Mohamed Kacimi
L’Orient après l’amour
L’Orient après l’amour c’est, après une nuit arrosée de promesses et d’arak, un réveil avec une gueule de bois à vous taper la tête contre les murs ! « Notre utopie est derrière nous. Nous étions tellement convaincus de vivre rive gauche que nous n’avons rien vu venir » écrit Mohamed Kacimi. Et oui, ce jeune quinquagénaire parle d’un temps où, à un concert de Léo Ferré à Sidi Ferruch, aux « ni Dieu ni Maître » de l’artiste, le public répondait par « la Rabi-ou-la Nabi » « Ni Dieu ni Prophète ». « C’était en 1975. » Un temps que les moins de vingt ans…
Qu’importe ! il reste à vider quelques verres avec Kacimi. Et le lecteur, même abstème, en redemande. Ne serait-ce que pour la vivacité et l’impertinence de sa langue pétrie d’un humanisme aux accents soufis et de cet humour qui depuis le lointain Mouchoir jusqu’à La Confession d’Abraham traverse l’œuvre du poète et romancier né du côté d’El Hamel en Algérie.
Sur les rayons de la bibliothèque, Kacimi voisine avec Kateb Yacine, et comme aurait dit « l’Ancien », ce livre « vaut son pesant de poudre ». M.Kacimi manipule de la dynamite. Libertés, religions, femmes…tout y passe et sans faux-semblants. Souvent même avec courage. M. Kacimi raconte sa jeunesse algérienne et ses pérégrinations dans le monde arabe, de Djeddah à Fès en passant par Sanaa, Beyrouth, Jérusalem, Le Caire ou Alger. Il ne tergiverse pas : « Ce monde arabo-musulman est un vaste Goulag, sans Zinoviev ni Soljenitsyne, où Dieu qui est grand a pris la place du Petit Père des peuples. » Partout, il décrit un islam oppressant et oppressif, vindicatif et arrogant, négatif et castrateur, amnésique et sans culture. Des sociétés sans liberté et surtout des femmes, affublées de voiles de toutes formes, et soumises au joug du premier foutriquet venu mais que Dieu, dans sa miséricorde, a fait mâle. Ces violences sont racontées avec distance et élégance. En dramaturge, il met en scène cet « orient complexe » via des petits entretiens incisifs et suggestifs et le tableau des situations typiques autant que des événements insolites.
Le co-auteur d’Arabe vous avez dit arabe est bien placé pour déconstruire la vision que ses concitoyens ont de l’islam et du monde arabe.
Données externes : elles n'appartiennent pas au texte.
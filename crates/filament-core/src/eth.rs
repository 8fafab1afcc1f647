//! Conversions between Ethereum-style 20-byte addresses and delegated addresses.
//!
//! An Ethereum address maps to a protocol-4 address in the EAM namespace (10).
//! Mixed-case input must carry a valid EIP-55 checksum.

use sha3::{Digest, Keccak256};

use crate::address::{Address, NetworkAddress};
use crate::constants::{EAM_NAMESPACE, ETH_ADDRESS_LEN};
use crate::error::AddressError;
use crate::network::Network;

/// Leading byte of an ID address masked into the Ethereum address space.
const MASKED_ID_PREFIX: u8 = 0xff;

impl Address {
    /// Convert a hex Ethereum address (`0x` optional) to a delegated EAM address.
    pub fn from_eth_address(input: &str) -> Result<Self, AddressError> {
        let bytes = parse_eth_address(input)?;
        Address::new_delegated(EAM_NAMESPACE, bytes.to_vec())
    }

    /// The 20-byte Ethereum form of this address.
    ///
    /// EAM delegated addresses map to their sub-address. ID addresses map to
    /// the masked form `0xff ++ 11 zero bytes ++ big-endian id`.
    pub fn to_eth_bytes(&self) -> Result<[u8; ETH_ADDRESS_LEN], AddressError> {
        match self {
            Address::Delegated(d) if d.namespace() == EAM_NAMESPACE => d
                .subaddress()
                .try_into()
                .map_err(|_| AddressError::InvalidEthAddress("malformed EAM sub-address".into())),
            Address::Id(id) => {
                let mut out = [0u8; ETH_ADDRESS_LEN];
                out[0] = MASKED_ID_PREFIX;
                out[12..].copy_from_slice(&id.to_be_bytes());
                Ok(out)
            }
            other => Err(AddressError::InvalidEthAddress(format!(
                "protocol {} address has no eth form",
                other.protocol()
            ))),
        }
    }

    /// Lowercase `0x`-prefixed Ethereum form.
    pub fn to_eth_address(&self) -> Result<String, AddressError> {
        Ok(format!("0x{}", hex::encode(self.to_eth_bytes()?)))
    }

    /// EIP-55 checksummed Ethereum form.
    pub fn to_checksum_eth_address(&self) -> Result<String, AddressError> {
        Ok(to_checksum(&self.to_eth_bytes()?))
    }
}

impl NetworkAddress {
    /// Convert a hex Ethereum address to a delegated address on `network`.
    pub fn from_eth_address(network: Network, input: &str) -> Result<Self, AddressError> {
        Ok(NetworkAddress::new(network, Address::from_eth_address(input)?))
    }
}

/// Parse 40 hex digits with an optional `0x` prefix, enforcing EIP-55 on mixed case.
pub fn parse_eth_address(input: &str) -> Result<[u8; ETH_ADDRESS_LEN], AddressError> {
    let digits = input
        .strip_prefix("0x")
        .or_else(|| input.strip_prefix("0X"))
        .unwrap_or(input);
    if digits.len() != ETH_ADDRESS_LEN * 2 {
        return Err(AddressError::InvalidEthAddress(format!(
            "expected 40 hex digits, got {}",
            digits.len()
        )));
    }
    let mut bytes = [0u8; ETH_ADDRESS_LEN];
    hex::decode_to_slice(digits, &mut bytes)
        .map_err(|e| AddressError::InvalidEthAddress(e.to_string()))?;

    let has_lower = digits.bytes().any(|b| b.is_ascii_lowercase());
    let has_upper = digits.bytes().any(|b| b.is_ascii_uppercase());
    if has_lower && has_upper && to_checksum(&bytes)[2..] != *digits {
        return Err(AddressError::InvalidEthAddress(
            "EIP-55 checksum mismatch".into(),
        ));
    }
    Ok(bytes)
}

/// EIP-55 mixed-case rendering of a 20-byte address.
pub fn to_checksum(bytes: &[u8; ETH_ADDRESS_LEN]) -> String {
    let lower = hex::encode(bytes);
    let hash = Keccak256::digest(lower.as_bytes());
    let mut out = String::with_capacity(2 + lower.len());
    out.push_str("0x");
    for (i, c) in lower.chars().enumerate() {
        let nibble = (hash[i / 2] >> (if i % 2 == 0 { 4 } else { 0 })) & 0x0f;
        if c.is_ascii_alphabetic() && nibble >= 8 {
            out.push(c.to_ascii_uppercase());
        } else {
            out.push(c);
        }
    }
    out
}
//! Account derivation entry points.
//!
//! [`Wallet`] holds no state: every call derives what it needs from its
//! inputs and hands back an [`AccountData`]. Nothing is persisted.

use std::fmt;

use tracing::{debug, warn};

use filament_core::address::NetworkAddress;
use filament_core::crypto::{KeyPair, SignatureType};
use filament_core::network::Network;

use crate::error::WalletError;
use crate::keys::{Seed, derive_keypair};
use crate::mnemonic::{self, parse_mnemonic};
use crate::path::DerivationPath;

/// A derived or recovered account: keys plus the address they control.
#[derive(Clone)]
pub struct AccountData {
    key_pair: KeyPair,
    address: NetworkAddress,
    path: Option<DerivationPath>,
}

impl AccountData {
    fn new(key_pair: KeyPair, network: Network, path: Option<DerivationPath>) -> Self {
        let address = NetworkAddress::new(network, key_pair.address());
        Self {
            key_pair,
            address,
            path,
        }
    }

    pub fn key_pair(&self) -> &KeyPair {
        &self.key_pair
    }

    pub fn address(&self) -> &NetworkAddress {
        &self.address
    }

    pub fn network(&self) -> Network {
        self.address.network()
    }

    pub fn signature_type(&self) -> SignatureType {
        self.key_pair.sig_type()
    }

    /// Derivation path, `None` for accounts recovered from a raw key.
    pub fn path(&self) -> Option<&DerivationPath> {
        self.path.as_ref()
    }
}

impl fmt::Debug for AccountData {
    fn fmt(&self, f: &mut fmt::Formatter<'_>) -> fmt::Result {
        f.debug_struct("AccountData")
            .field("address", &self.address.to_string())
            .field("signature_type", &self.signature_type())
            .field("path", &self.path.as_ref().map(ToString::to_string))
            .field("private_key", &"[REDACTED]")
            .finish()
    }
}

/// Stateless account derivation.
pub struct Wallet;

impl Wallet {
    /// Derive the account at `path` from a BIP-39 mnemonic.
    ///
    /// The mnemonic and path are both validated before any seed material
    /// is computed.
    pub fn derive_account(
        mnemonic: &str,
        signature_type: SignatureType,
        path: &str,
        passphrase: &str,
        network: Network,
    ) -> Result<AccountData, WalletError> {
        let parsed = parse_mnemonic(mnemonic)?;
        let path: DerivationPath = path.parse()?;
        if !coin_type_matches(&path, network) {
            warn!(
                coin_type = ?path.coin_type(),
                expected = network.coin_type(),
                %network,
                "wallet: derivation path coin type does not match network"
            );
        }

        let seed = Seed::from_bytes(parsed.to_seed(passphrase));
        let key_pair = derive_keypair(&seed, signature_type, &path)?;
        let account = AccountData::new(key_pair, network, Some(path));
        debug!(
            address = %account.address(),
            %signature_type,
            path = ?account.path().map(ToString::to_string),
            "wallet: account derived"
        );
        Ok(account)
    }

    /// Rebuild an account from raw private key bytes.
    ///
    /// secp256k1 keys are big-endian scalars, BLS keys little-endian.
    pub fn recover_account(
        private_key: &[u8],
        signature_type: SignatureType,
        network: Network,
    ) -> Result<AccountData, WalletError> {
        let key_pair = KeyPair::from_private_key(signature_type, private_key)?;
        let account = AccountData::new(key_pair, network, None);
        debug!(address = %account.address(), %signature_type, "wallet: account recovered");
        Ok(account)
    }

    /// Fresh English mnemonic of 12, 15, 18, 21 or 24 words.
    pub fn generate_mnemonic(word_count: usize) -> Result<String, WalletError> {
        mnemonic::generate_mnemonic(word_count)
    }
}

/// Whether the path's coin type level is the one registered for `network`.
/// Paths too short to carry a coin type are accepted.
fn coin_type_matches(path: &DerivationPath, network: Network) -> bool {
    path.coin_type().is_none_or(|coin| coin == network.coin_type())
}
//! Network selection and address prefixes.
//!
//! Every address string starts with a single prefix character that names the
//! network it belongs to:
//! - Mainnet: `f...`
//! - Testnet (calibration, butterfly): `t...`
//!
//! There is no process-wide "current network". Callers resolve a [`Network`]
//! once with [`get_network_prefix`] and pass it to every encode/decode call.

use serde::{Deserialize, Serialize};
use std::fmt;
use std::str::FromStr;

use crate::constants::{MAINNET_COIN_TYPE, TESTNET_COIN_TYPE};
use crate::error::AddressError;

/// Network prefix used when rendering and parsing address strings.
#[derive(Clone, Copy, Debug, PartialEq, Eq, Hash, Serialize, Deserialize)]
pub enum Network {
    /// Mainnet (prefix `f`).
    Mainnet,
    /// Any test network (prefix `t`).
    Testnet,
}

impl Network {
    /// Prefix character for this network.
    pub fn prefix_char(&self) -> char {
        match self {
            Network::Mainnet => 'f',
            Network::Testnet => 't',
        }
    }

    /// Look up a network from an address prefix character.
    pub fn from_prefix_char(c: char) -> Result<Self, AddressError> {
        match c {
            'f' => Ok(Network::Mainnet),
            't' => Ok(Network::Testnet),
            _ => Err(AddressError::InvalidAddressFormat(format!(
                "unknown network prefix '{c}'"
            ))),
        }
    }

    /// SLIP-44 coin type used in the second level of derivation paths.
    pub fn coin_type(&self) -> u32 {
        match self {
            Network::Mainnet => MAINNET_COIN_TYPE,
            Network::Testnet => TESTNET_COIN_TYPE,
        }
    }
}

impl fmt::Display for Network {
    fn fmt(&self, f: &mut fmt::Formatter<'_>) -> fmt::Result {
        match self {
            Network::Mainnet => write!(f, "mainnet"),
            Network::Testnet => write!(f, "testnet"),
        }
    }
}

/// Named networks a node can run on.
#[derive(Clone, Copy, Debug, PartialEq, Eq, Hash, Serialize, Deserialize)]
#[serde(rename_all = "lowercase")]
pub enum NetworkName {
    Mainnet,
    Calibration,
    Butterfly,
}

impl NetworkName {
    /// Address prefix used on this network.
    pub fn prefix(&self) -> Network {
        match self {
            NetworkName::Mainnet => Network::Mainnet,
            NetworkName::Calibration | NetworkName::Butterfly => Network::Testnet,
        }
    }

    pub fn as_str(&self) -> &'static str {
        match self {
            NetworkName::Mainnet => "mainnet",
            NetworkName::Calibration => "calibration",
            NetworkName::Butterfly => "butterfly",
        }
    }
}

impl FromStr for NetworkName {
    type Err = AddressError;

    fn from_str(s: &str) -> Result<Self, Self::Err> {
        match s.trim().to_ascii_lowercase().as_str() {
            "mainnet" => Ok(NetworkName::Mainnet),
            // "testnet" is accepted as a generic alias for the long-running testnet.
            "calibration" | "calibnet" | "testnet" => Ok(NetworkName::Calibration),
            "butterfly" => Ok(NetworkName::Butterfly),
            _ => Err(AddressError::InvalidNetwork(s.to_string())),
        }
    }
}

impl fmt::Display for NetworkName {
    fn fmt(&self, f: &mut fmt::Formatter<'_>) -> fmt::Result {
        f.write_str(self.as_str())
    }
}

/// True iff `input` names a recognized network.
pub fn validate_network(input: &str) -> bool {
    input.parse::<NetworkName>().is_ok()
}

/// Resolve the address prefix for a network identifier.
pub fn get_network_prefix(input: &str) -> Result<Network, AddressError> {
    Ok(input.parse::<NetworkName>()?.prefix())
}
Pour autant, il privilégie l’image que renvoient aujourd’hui les musulmans. Rien à voir avec l’islam de papa ! Justement, à propos de son père : « Je l’ai entendu un soir, à une fête à la gare du Nord, dire à une amie parisienne qui lui précisait que, eu égard à sa présence, elle se refusait à servir du vin à ses invités :
- Mademoiselle, si ma présence restreint votre liberté, je préfère prendre congé.
Il était alors inspecteur général des affaires religieuses. »
Pas étonnant alors qu’en France il fasse partie de ceux qui refusent de tomber dans le panneau : qu’il s’agisse de l’affaire des caricatures ou du voile, il ne mâche pas ses mots et ses démonstrations pour ce qui n’est rien d’autre qu’un « signe d’avilissement », un « instrument d’aliénation ».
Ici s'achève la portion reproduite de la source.